ATM

Norm Al Dude and Professor N. Erd
on the subject of ATM

Folks, lately there is a lot of hype about the information super-duper highway and the Internet and multimedia and all that stuff that drives everybody crazy. I asked Nicky Erd to tell me how is it possible to get so much information so quickly from place to place and he said that 'quickly' is not a problem if one has money to pay for the bandwidth. Then he went on and told me that what's hard is not the speed, but the combination of all sorts of traffic types like voice, video and data over the same lines. When I asked 'how come?' he explained how different all these types of traffic are and how much they demand from a network. I was fascinated because for once, N. Erd made sense. So here, more or less, is an account of what he said (may I be forgiven if I misunderstood and misquoted him).

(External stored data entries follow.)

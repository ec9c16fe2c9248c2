//! This library decodes the tileset and unit graphics stored in the **WAR** data archives used by
//! *Warcraft II*.
//!
//! # Graphics Format Documentation
//!
//! Reading the archives themselves is the business of the `war2_dat` crate. This crate knows
//! which entries of `MAINDAT.WAR` hold graphics, decodes their indexed pixels through the
//! matching palette, and hands the finished images to a caller callback one by one.
//!
//! ## Entry Roles
//!
//! Entries carry no names, the game locates assets by position. The entries this crate touches:
//!
//! | Entry | Asset                                                           |
//! |-------|-----------------------------------------------------------------|
//! | 2     | Forest palette, also the base palette for unit sprites          |
//! | 3     | Forest tiles                                                    |
//! | 10    | Wasteland palette                                               |
//! | 11    | Wasteland tiles                                                 |
//! | 18    | Winter palette                                                  |
//! | 19    | Winter tiles                                                    |
//! | 33    | Human unit sprite sheet                                         |
//! | 34    | Orc unit sprite sheet                                           |
//! | 438   | Swamp palette, expansion archives only                          |
//! | 439   | Swamp tiles, expansion archives only                            |
//!
//! ## Tile Graphics
//!
//! A tile graphics entry is a plain run of tiles with no header. Every tile is 32x32 pixels of
//! one byte palette indices in row major order, 1024 bytes per tile. The number of tiles is the
//! entry length divided by 1024, trailing bytes that do not fill a whole tile are ignored.
//!
//! ## Unit Sprite Sheets
//!
//! A sprite sheet entry starts with a header and a frame table, the frame pixel data follows:
//!
//! | Offset (bytes) | Field                  | Description                                             |
//! |----------------|------------------------|---------------------------------------------------------|
//! | 0x0000         | Frame Count            | 2 bytes: Number of frames in the sheet                  |
//! | 0x0002         | Max Width              | 2 bytes: Width of the widest frame                      |
//! | 0x0004         | Max Height             | 2 bytes: Height of the tallest frame                    |
//! | 0x0006         | Frame Table            | Frame Count * 8 bytes: One record per frame             |
//!
//! Each frame record locates one frame:
//!
//! | Offset (bytes) | Field                  | Description                                             |
//! |----------------|------------------------|---------------------------------------------------------|
//! | 0x0000         | X                      | 1 byte: Horizontal placement inside the sheet's box     |
//! | 0x0001         | Y                      | 1 byte: Vertical placement inside the sheet's box       |
//! | 0x0002         | Width                  | 1 byte: Frame width in pixels                           |
//! | 0x0003         | Height                 | 1 byte: Frame height in pixels                          |
//! | 0x0004         | Data Offset            | 4 bytes: Offset of the pixel data within the entry      |
//!
//! The pixel data of a frame is Width times Height one byte palette indices in row major order
//! at Data Offset.
//!
//! ## Team Colors
//!
//! Unit sprites are stored once and tinted per player. Palette indices 208 through 211 are the
//! team color slots: before decoding, the four slots are overwritten with the claiming player's
//! ramp, brightest first. The substitution happens on a copy of the palette, the archive is
//! never modified.
//!
//! ## Additional Information
//!
//! - **Endianness**: Little-endian for all multi-byte integers
//! - **Pixels**: One byte per pixel, indexed into a 256 color palette
//!

pub mod error;
pub mod layout;
mod pixels;
#[cfg(test)]
mod testutil;
pub mod tileset;
pub mod types;
pub mod units;

pub use tileset::{decode_tileset, Era, TilesetDescriptor};
pub use units::{decode_units, PlayerColor, Race, UnitsDescriptor};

The requirements of modern networking involve:

Handling multiple types of traffic (voice, video, data), all with individual characteristics that make very different demands (sometimes downright opposed to each other) of the communications channel
A fair and equitable way of charging for transport services, to provide the user with economically priced access, and the carrier with a profitable return on investment
Reliability and flexibility of the communications links
Ensuring accessibility to network capacity for both existing and future equipment and services with minimal disruption in existing operations

Of all solutions proposed today it would seem that the technology that could best answer these demands is Asynchronous Transfer Mode or ATM.

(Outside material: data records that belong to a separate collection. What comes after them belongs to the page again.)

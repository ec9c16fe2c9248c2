//! Types for reading WAR archives
//!

use binrw::BinRead;
use memmap2::{Mmap, MmapOptions};
use std::{
    fmt::{self, Debug},
    fs::File,
    io::Cursor,
    path::Path,
};
use tracing::{debug, trace};

use crate::{
    error::{Error, Result},
    palette::Palette,
    types::{WarEntry, WarHeader},
};

/// Raw archive bytes, memory mapped when the platform allows it
enum Backing {
    Map(Mmap),
    Bytes(Vec<u8>),
}

impl Backing {
    fn bytes(&self) -> &[u8] {
        match self {
            Backing::Map(map) => map,
            Backing::Bytes(bytes) => bytes,
        }
    }
}

/// WAR archive reader
///
/// The whole entry directory is read and validated up front, so every
/// index below [`WarArchive::len`] can be extracted without further
/// structural checks. Dropping the archive releases the underlying file.
///
/// ```no_run
/// fn list_war_contents(path: &std::path::Path) -> war2_dat::error::Result<()> {
///     let war = war2_dat::WarArchive::open(path, 0)?;
///
///     for i in 0..war.len() {
///         let data = war.entry(i)?;
///         println!("entry {i}: {} bytes", data.len());
///     }
///
///     Ok(())
/// }
/// ```
pub struct WarArchive {
    backing: Backing,
    header: WarHeader,
    entries: Vec<WarEntry>,
    verbosity: u8,
}

impl Debug for WarArchive {
    fn fmt(&self, f: &mut fmt::Formatter) -> fmt::Result {
        write!(f, "WarArchive({:#?})", self.header)
    }
}

impl WarArchive {
    /// Open a WAR archive from a file, collecting the entries it contains.
    ///
    /// The file is memory mapped read only and stays mapped for the life of
    /// the archive; a file that cannot be opened or mapped fails with
    /// [`Error::IOError`]. `verbosity` controls logging: level 0 is silent,
    /// level 1 logs one line per archive operation, level 2 adds per entry
    /// detail.
    pub fn open(path: impl AsRef<Path>, verbosity: u8) -> Result<WarArchive> {
        let file = File::open(path.as_ref())?;
        let map = unsafe { MmapOptions::new().map(&file) }?;

        Self::parse(Backing::Map(map), verbosity)
    }

    /// Read a WAR archive already held in memory.
    pub fn from_bytes(bytes: Vec<u8>, verbosity: u8) -> Result<WarArchive> {
        Self::parse(Backing::Bytes(bytes), verbosity)
    }

    fn parse(backing: Backing, verbosity: u8) -> Result<WarArchive> {
        let data = backing.bytes();
        let mut cursor = Cursor::new(data);

        let header = WarHeader::read(&mut cursor)?;
        if header.magic != WarHeader::MAGIC {
            return Err(Error::InvalidMagic(header.magic));
        }

        let count = usize::from(header.entry_count);
        let table_end = WarHeader::SIZE + count * WarEntry::SIZE;
        if data.len() < table_end {
            return Err(Error::CorruptEntryTable(format!(
                "directory of {count} entries needs {table_end} bytes, file has {}",
                data.len()
            )));
        }

        let mut entries = Vec::with_capacity(count);
        for _ in 0..count {
            entries.push(WarEntry::read(&mut cursor)?);
        }

        for (index, entry) in entries.iter().enumerate() {
            let end = u64::from(entry.offset) + u64::from(entry.length);
            if end > data.len() as u64 {
                return Err(Error::CorruptEntryTable(format!(
                    "entry {index} ends at {end}, past the end of the file at {}",
                    data.len()
                )));
            }
        }

        if verbosity >= 1 {
            debug!(
                entries = count,
                format_id = header.format_id,
                "opened war archive"
            );
        }
        if verbosity >= 2 {
            for (index, entry) in entries.iter().enumerate() {
                trace!(index, offset = entry.offset, length = entry.length, "entry");
            }
        }

        Ok(WarArchive {
            backing,
            header,
            entries,
            verbosity,
        })
    }

    /// Number of entries contained in this archive.
    pub fn len(&self) -> usize {
        self.entries.len()
    }

    /// Whether this archive contains no entries
    pub fn is_empty(&self) -> bool {
        self.len() == 0
    }

    /// Returns the container tag found in the header.
    pub fn magic(&self) -> u32 {
        self.header.magic
    }

    /// Returns the id of the game release that produced the archive.
    pub fn format_id(&self) -> u16 {
        self.header.format_id
    }

    /// Returns the current verbosity level.
    pub fn verbosity(&self) -> u8 {
        self.verbosity
    }

    /// Change how chatty the archive is about the entries it touches.
    pub fn set_verbosity(&mut self, verbosity: u8) {
        self.verbosity = verbosity;
    }

    /// Extract the data of the entry at `index` as an owned copy.
    pub fn entry(&self, index: usize) -> Result<Vec<u8>> {
        let Some(entry) = self.entries.get(index) else {
            return Err(Error::IndexOutOfRange {
                index,
                count: self.entries.len(),
            });
        };

        if self.verbosity >= 2 {
            debug!(
                index,
                offset = entry.offset,
                length = entry.length,
                "extracting entry"
            );
        }

        // Entry ranges were checked against the file size when the
        // directory was read.
        let start = entry.offset as usize;
        let end = start + entry.length as usize;
        Ok(self.backing.bytes()[start..end].to_vec())
    }

    /// Extract the entry at `index` and decode it as a [`Palette`].
    pub fn palette(&self, index: usize) -> Result<Palette> {
        let raw = self.entry(index)?;
        Palette::from_raw(&raw)
    }
}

Let's examine the different types of traffic and their demands on a communication channel:

Voice
- Its generation is asynchronous (a speaker may speak anytime)
- Its transmission must be synchronous (once the message starts, it must flow continuously as it is spoken)
- The bandwidth required for a voice conversation in digital communication is relatively small and constant (64K)
- The signals may contain a high degree of error and the information can still be retrieved correctly (after all, at each end there is an intelligent human being that can always ask "Huh, whaddya say?")
Video
- The generation is synchronous (continuous)
- Its transmission is synchronous (you wouldn't like to see first a half a head, then a pair of feet, then the rest of the image of a person)
- The bandwidth required is variable and it could range from under 64 Kbps to several Mbps in the same session. (Humans require 25-30 images/second and sometimes, with a sudden change in scenery and a lot of excitement before the camera, there is a tremendous amount of information to be sent in an awfully short time; some other times only very small changes between consecutive screens need be transmitted)
- Error control should be tight - otherwise the wrong information on the monitor may trigger severe wrongful actions (security misinformation, wrong reaction of robots, etc.)
Data
- Its generation could be either asynchronous (text) or synchronous (telemetry)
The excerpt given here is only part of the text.